De acordo com o Instituto de Pesquisa Econômica Aplicada (Ipea), de 30% a 40% dos presos preventivos das cadeias brasileiras recebem penas alternativas à restrição de liberdade. “Ou seja, a pessoa fica presa esperando a sentença e quando o juiz decide, ele diz que essa pessoa precisa cumprir medidas alternativas, como trabalho voluntário, não a prisão”, exemplifica o coordenador no NAC. “A gente ouve que o crime de roubo a transeunte aumentou por conta das audiências de custódia. Isso não existe. Roubo a transeunte aumenta por deficiência do policiamento ostensivo”, diz Luis.

Expectativa

No Distrito Federal, 100% dos presos em flagrante participam de audiência de custódia, uma realidade diferente do resto do país. Por isso, a unidade federativa resolveu apostar nessa prática. Dessa forma, para tornar o processo mais ágil, a partir de amanhã, elas passam a ocorrer em um ambiente dentro da Delegacia de Polícia Especializada (DPE). Segundo Luis Martius, a ideia é dar mais agilidade ao trâmite. Atualmente, entre a prisão e a audiência, o preso espera, no máximo, 24 horas. Com a mudança, a expectativa é de que o prazo caia para 12 horas. “Além disso, vamos ter mais tempo hábil para fazer exames de corpo de delito em caso de suspeita de maus-tratos aos presos, uma vez que o Instituto de Medicina Legal está no mesmo espaço”, explica.

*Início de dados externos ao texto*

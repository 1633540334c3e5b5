//! Cached credentials and their lifetime status

use aliri_clock::{Clock, DurationSecs, UnixTime};
use serde::{Deserialize, Serialize};

use crate::{
    claims::IdTokenClaims, request::AuthenticationScheme, scope::ScopeSet, AccessToken, ClientId,
    HomeAccountId, IdToken, RefreshToken, TenantId,
};

/// The kind of credential held in the cache
#[derive(Clone, Copy, Debug, PartialEq, Eq, Hash, Serialize, Deserialize)]
pub enum CredentialType {
    /// An access token
    AccessToken,
    /// An ID token
    IdToken,
    /// A refresh token
    RefreshToken,
}

impl CredentialType {
    fn as_key_part(self) -> &'static str {
        match self {
            Self::AccessToken => "accesstoken",
            Self::IdToken => "idtoken",
            Self::RefreshToken => "refreshtoken",
        }
    }
}

/// Builds a credential cache key
///
/// Keys take the form
/// `home_account_id-environment-credential_type-client_id-realm-target`,
/// lowercased.
pub fn credential_key(
    home_account_id: &str,
    environment: &str,
    credential_type: CredentialType,
    client_id: &str,
    realm: &str,
    target: &str,
) -> String {
    format!(
        "{}-{}-{}-{}-{}-{}",
        home_account_id,
        environment,
        credential_type.as_key_part(),
        client_id,
        realm,
        target
    )
    .to_ascii_lowercase()
}

/// The cache keys of every credential held for an account
#[derive(Clone, Debug, Default, PartialEq, Eq)]
pub struct TokenKeys {
    /// ID token keys
    pub id_token: Vec<String>,
    /// Access token keys
    pub access_token: Vec<String>,
    /// Refresh token keys
    pub refresh_token: Vec<String>,
}

impl TokenKeys {
    /// Whether no credentials are held
    pub fn is_empty(&self) -> bool {
        self.id_token.is_empty() && self.access_token.is_empty() && self.refresh_token.is_empty()
    }
}

/// An access token's lifecycle status
#[derive(Clone, Copy, Debug, PartialEq, Eq)]
pub enum TokenStatus {
    /// The token is valid and outside the renewal window
    Fresh,
    /// The token is valid, but within the renewal window
    Stale,
    /// The token is no longer valid
    Expired,
    /// The token claims to have been cached in the future, so the clock has
    /// moved backwards since
    ClockTurnedBack,
}

impl TokenStatus {
    /// Whether a token in this state may be handed out without renewal
    #[inline]
    pub fn is_servable(self) -> bool {
        matches!(self, Self::Fresh)
    }
}

/// A cached access token
#[derive(Clone, Debug, PartialEq, Serialize, Deserialize)]
pub struct CachedAccessToken {
    /// The token
    pub secret: AccessToken,
    /// The account the token was issued to
    pub home_account_id: HomeAccountId,
    /// The issuing environment
    pub environment: String,
    /// The tenant the token was issued in
    pub realm: TenantId,
    /// The client the token was issued to
    pub client_id: ClientId,
    /// The scopes the token grants
    pub target: ScopeSet,
    /// The token type
    pub token_type: AuthenticationScheme,
    /// When the token was written to the cache
    pub cached_at: UnixTime,
    /// When the token expires
    pub expires_on: UnixTime,
    /// When the token stops being usable during an authority outage
    pub extended_expires_on: UnixTime,
}

impl CachedAccessToken {
    /// The key under which the token is cached
    pub fn cache_key(&self) -> String {
        credential_key(
            self.home_account_id.as_str(),
            &self.environment,
            CredentialType::AccessToken,
            self.client_id.as_str(),
            self.realm.as_str(),
            &self.target.to_key_string(),
        )
    }

    /// Gets the token's lifetime status based on the current time
    /// as reported by the provided clock
    #[inline]
    pub fn token_status_with_clock<C: Clock>(
        &self,
        clock: &C,
        renewal_offset: DurationSecs,
    ) -> TokenStatus {
        self.token_status_at(clock.now(), renewal_offset)
    }

    /// Gets the token's lifetime status as of the provided time
    ///
    /// The token is stale once `time` reaches `expires_on - renewal_offset`.
    pub fn token_status_at(&self, time: UnixTime, renewal_offset: DurationSecs) -> TokenStatus {
        if self.cached_at > time {
            TokenStatus::ClockTurnedBack
        } else if time >= self.expires_on {
            TokenStatus::Expired
        } else if time.0.saturating_add(renewal_offset.0) >= self.expires_on.0 {
            TokenStatus::Stale
        } else {
            TokenStatus::Fresh
        }
    }
}

/// A cached ID token
#[derive(Clone, Debug, PartialEq, Serialize, Deserialize)]
pub struct CachedIdToken {
    /// The token
    pub secret: IdToken,
    /// Claims decoded from the token
    pub claims: IdTokenClaims,
    /// The account the token was issued to
    pub home_account_id: HomeAccountId,
    /// The issuing environment
    pub environment: String,
    /// The tenant the token was issued in
    pub realm: TenantId,
    /// The client the token was issued to
    pub client_id: ClientId,
}

impl CachedIdToken {
    /// The key under which the token is cached
    pub fn cache_key(&self) -> String {
        credential_key(
            self.home_account_id.as_str(),
            &self.environment,
            CredentialType::IdToken,
            self.client_id.as_str(),
            self.realm.as_str(),
            "",
        )
    }
}

/// A cached refresh token
#[derive(Clone, Debug, PartialEq, Serialize, Deserialize)]
pub struct CachedRefreshToken {
    /// The token
    pub secret: RefreshToken,
    /// The account the token was issued to
    pub home_account_id: HomeAccountId,
    /// The issuing environment
    pub environment: String,
    /// The client the token was issued to
    pub client_id: ClientId,
}

impl CachedRefreshToken {
    /// The key under which the token is cached
    pub fn cache_key(&self) -> String {
        credential_key(
            self.home_account_id.as_str(),
            &self.environment,
            CredentialType::RefreshToken,
            self.client_id.as_str(),
            "",
            "",
        )
    }
}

Até a mudança, as audiências de custódia ocorrem na sede do tribunal. Dessa forma, os presos na carceragem da Polícia Civil — que fica dentro da DPE — precisam ser escoltados para a audiência em viaturas. Se o juiz confirma a prisão preventiva, o acusado segue para o Centro de Prisão Provisória da Papuda. Caso contrário, já é liberado e espera a sentença em liberdade. Com a mudança de espaço físico do NAC, as audiências vão ocorrer em uma sala próxima à carceragem, o que exclui a escolta por viatura.